Logo detection using OpenCV

dbotha picture dbotha · Mar 17, 2012 · Viewed 15.9k times · Source

I'm attempting to implement an easter egg in a mobile app I'm working on. These easter egg will be triggered when a logo is detected in the camera view. The logo I'm trying to detect is this one: Halifax logo.

I'm not quite sure what the best way to approach this is as I'm pretty new to computer vision. I'm currently finding horizontal edges using the Canny algorithm. I then find line segments using the probabilistic Hough transform. The output of this looks as follows (blue lines represent the line segments detected by the probabilistic Hough transform):

halifax logo post detection

The next step I was going to take would be to look for a group of around 24 lines (fitting within a nearly square rectangle), each line would have to be approximately the same length.

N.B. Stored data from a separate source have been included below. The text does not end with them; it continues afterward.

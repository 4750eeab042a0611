//! Source spans.
//!
//! [`Span`] uses UTF-8 byte offsets into the original source and is half-open
//! `[start, end)`. `start` and `end` must be valid UTF-8 slice boundaries for
//! that same source string.

#[derive(Debug, Clone, Copy, PartialEq, Eq, Default)]
pub struct Span {
    pub start: u32,
    pub end: u32,
}

impl Span {
    pub fn new(start: u32, end: u32) -> Self {
        Self { start, end }
    }

    /// Empty span at a single offset (an insertion point).
    pub fn at(offset: u32) -> Self {
        Self {
            start: offset,
            end: offset,
        }
    }

    pub fn len(&self) -> u32 {
        self.end.saturating_sub(self.start)
    }

    pub fn is_empty(&self) -> bool {
        self.start >= self.end
    }

    /// True if `offset` falls inside the half-open range.
    pub fn contains(&self, offset: u32) -> bool {
        self.start <= offset && offset < self.end
    }
}
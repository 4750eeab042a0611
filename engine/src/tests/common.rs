//! Shared test helpers.

use crate::{
    Classification, Collector, Lexer, Overlay, PatternSet, Registry, Token, default_registry,
};

pub fn registry() -> Registry {
    default_registry()
}

pub fn lex(text: &str) -> Vec<Token> {
    lex_with_overlay(text, &Overlay::default())
}

pub fn lex_with_overlay(text: &str, overlay: &Overlay) -> Vec<Token> {
    let registry = registry();
    let patterns = PatternSet::compile(&registry);
    let mut lexer = Lexer::new(&patterns);
    lexer.tokenize(text, overlay)
}

pub fn classes(text: &str) -> Vec<Classification> {
    lex(text).into_iter().map(|t| t.class).collect()
}

pub fn texts(text: &str) -> Vec<String> {
    lex(text).into_iter().map(|t| t.text).collect()
}

pub fn collect(text: &str) -> Overlay {
    Collector::new().collect(text)
}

I'd use these two signals to indicate the potential presence of the logo. I realise that this is probably a very naive approach and would welcome suggestions as to how to better detect this logo in a more reliable manner?

Thanks

Answer

dom picture dom · Mar 17, 2012

You may want to go with SIFT using Rob Hess' SIFT Library. It's using OpenCV and also pretty fast. I guess that easier than your current way of approaching the logo detection :)

Try also looking for SURF, which claims to be faster & robuster than SIFT. This Feature Detection tutorial will help you.